Buying and selling of shares in a commission generating business. Like at supermarkets, banking halls, movie theatres, pubs, hotels – foot traffic means customers which translates to income and then hopefully a profit.
But some stockbrokers’ offices have gone back to being relatively quiet and in many cases empty for the most part of the day. Offices opened in the hey day of the Safaricom IPO are now empty desks.
Disocunt expanded furthest and fell first. For the others; are they generating enough income? Will they be able to pay the rent? Staff? Or are their customers trading online? Trading volumes at the NSE are down (as will commission income for all) – and not all of them are investment banks able to generate income from other avenues. Even as they wait for another IPO for a boost, will it make a difference? Co-Op Bank, whose IPO ended last month, handled a significant chink of their applications in house, and did not generate much traffic elsewhere
Banks, you have raised an important observation. No investor can dare ignore the reality. Anyone who maintains a brokerage account with a 100% broker is probably in for a rude shock!
Disclaimer: This is my personal subjective opinion (of speculative nature) and should not be mistaken for investment advice.
No way… spoke to a broker… there is little business & layoffs have started…
BTW, expect 2-3 brokers to have problems paying their dues & meeting the capital requirements in 2009.
I think the “bank stockbrokers” will survive
CFCFS
Genghis (Chase Bank)
Crossfield (ABC Bank)
NIC Capital
How much, if at all, does the current slump owe to the Safcom IPO? I think the brokers and investing public overextend themselves, getting high on their own supply, and what we have now is a collective hangover. What do you think?
Coldtusker:
What about the other bank stockbrokers like Standard Investment Bank whose head is the current NSE Chairman and Dyer and Blair?
These brokers made millions of dollars between 2006 and 2008. I read somewhere that some of them pulled in about $3 million dollars just from fee’s. Can anyone verify these amounts?
Maishinski: I felt the same a about a year ago when we were waiting for a date for Safaricom, and the election was on everyone’s mind and offices were similarly empty
Coldtusker: I guess the industry will change to one where they will have temp staff and offices when volumes go up
Gathara: I must admit I’ve been wrong, for championing for the longest time the licensing of more brokers and opening of more offices. The dynamics have changed, maybe investors will return in a few years, but will some broker be able to hang on in the interim?

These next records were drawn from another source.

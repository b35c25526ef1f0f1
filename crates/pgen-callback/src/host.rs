//! The callback VM dispatches `CALL` to a host-provided table rather than
//! knowing about built-ins itself — `pgen-runtime` implements
//! [`CallbackHost`] with the action catalogue from `spec.md` §6
//! (`token/1`, `yield/1`, `parse_int/1`, …). Keeping the dispatch behind
//! a trait here is what lets `pgen-lex` and `pgen-peg` share one VM
//! without depending on the concrete runtime.

use pgen_core::Value;

use crate::error::CallbackError;

pub trait CallbackHost {
    /// Invoke built-in `fname` with `args` (already popped off the value
    /// stack, in left-to-right call order) and return its result.
    fn call(&mut self, fname: u32, args: Vec<Value>) -> Result<Value, CallbackError>;
}

/// A host that rejects every call; useful for tests exercising pure
/// stack/container manipulation without built-ins.
pub struct NoBuiltins;

impl CallbackHost for NoBuiltins {
    fn call(&mut self, fname: u32, _args: Vec<Value>) -> Result<Value, CallbackError> {
        Err(CallbackError::UnknownBuiltin(fname))
    }
}
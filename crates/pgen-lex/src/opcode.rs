//! Lex bytecode (`spec.md` §4.5). `MATCH_RE`/`MATCH_STR`/`CALLBACK`/
//! `CTX_CALL`/`CTX_END` plus a bare `Jmp` for chaining rule-match
//! attempts within a round — the `PUSH`/`POP`/`LOAD`/`STORE` shared with
//! the callback bytecode only ever appear *inside* an embedded
//! [`pgen_callback::Op`] sequence here (a rule's `Callback` payload, or a
//! context's `begin`/`end` hook), never loose in the lex stream itself.
//!
//! `push(ctx)`/`pop` written as a rule's entire callback body are not
//! lowered to a generic `Callback` payload — the grammar compiler
//! recognizes them as structural and emits [`Op::CtxCall`]/
//! [`Op::CtxEnd`] directly, since pushing/popping the context stack is a
//! lex-VM-level operation no generic [`pgen_callback::CallbackHost`]
//! has the state to perform.

use std::rc::Rc;

use pgen_callback::Op as CallbackOp;
use pgen_regexp::Program as RegexProgram;

#[derive(Debug, Clone, Copy, PartialEq, Eq, PartialOrd, Ord, Hash)]
pub struct ContextId(pub u32);

#[derive(Debug, Clone, Copy, PartialEq, Eq)]
pub struct LabelId(pub u32);

#[derive(Debug, Clone, Copy, PartialEq, Eq)]
pub enum Target {
    Label(LabelId),
    Offset(u32),
}

impl Target {
    pub fn offset(&self) -> u32 {
        match self {
            Target::Offset(o) => *o,
            Target::Label(l) => panic!("label {l:?} never translated"),
        }
    }
}

#[derive(Debug, Clone, PartialEq)]
pub enum Op {
    Meta { context_count: u32 },
    MatchRe {
        program: Rc<RegexProgram>,
        on_match: Target,
        on_fail: Target,
    },
    MatchStr {
        text: Rc<str>,
        on_match: Target,
        on_fail: Target,
    },
    /// Materializes `popcount(capture_mask)` string values from the most
    /// recent successful match's capture array (capture-index order),
    /// runs `ops`, then jumps to `next`. The embedded program's return
    /// value is discarded (`spec.md` §4.5 step 3) — side effects land in
    /// locals, globals, the token stream, or the context's `result`.
    Callback {
        capture_mask: u16,
        ops: Rc<[CallbackOp]>,
        next: Target,
    },
    CtxCall { context: ContextId, vars_size: u32 },
    /// `forced_pop` distinguishes an explicit `pop` action (pop this
    /// instant, regardless of whether this round matched anything) from
    /// the implicit end-of-round pop (only when `round_matched` is
    /// false).
    CtxEnd { forced_pop: bool },
    Jmp(Target),
}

I think the best thing to do right now is not to have any cash balances in your brokerage account.
Brokers and investors all got carried away.
Hangover time.
SIB & D&B do not belong to banks. I do not know much about their financial situation…
Question is… which broker is next to fail?
SIB and DIB are investment banks aren’t they?
Deposit taking banks are safer. SIB and DIB are just glorified brokers. What else do they do – except trade in other people’s shares?
Don’t SIB and DIB offer advice to companies that are going public and don’t they collect huge fee’s from that?
Anons… names please…
Anon5.05 see Anon12.17’s answer though ‘safety’ is relative. In Kenya banks (‘real’ banks not IBs) are regulated better and have higher capital & operational requirements as well as CBK oversight.
Anon7.40… not all of them earned the huge fees. In any event mismanagement, over-expansion, theft can clean up any fees earned!
Indeed stock brokers have gone quiet thanks to low investor confidence since the days of Kengen, Scangroup,Kenya Re amongst others. The Safaricom slide to all time low despite high expectations did not augur well for the market.
Nonetheless the collapse of many stock brockers Francis Thuo, Nyaga and Discount as well as lack of impressive perfomance by others has dealt a blow to these investors whose confidence is waning by the day.
There is need for better regulations and stingent measures to curb ROGUE BROCKERS! out to fleece our money.
fact still remains,its a good time to buy,whether ua broker’s broke or not.
anyone seen Mbaru’s comments?think the guy is high on something cold.should get realistic!
1.there was drought in ’05 and the economy grew by 5.*%
2.oil prices have gone down,thus inflation MAY ease.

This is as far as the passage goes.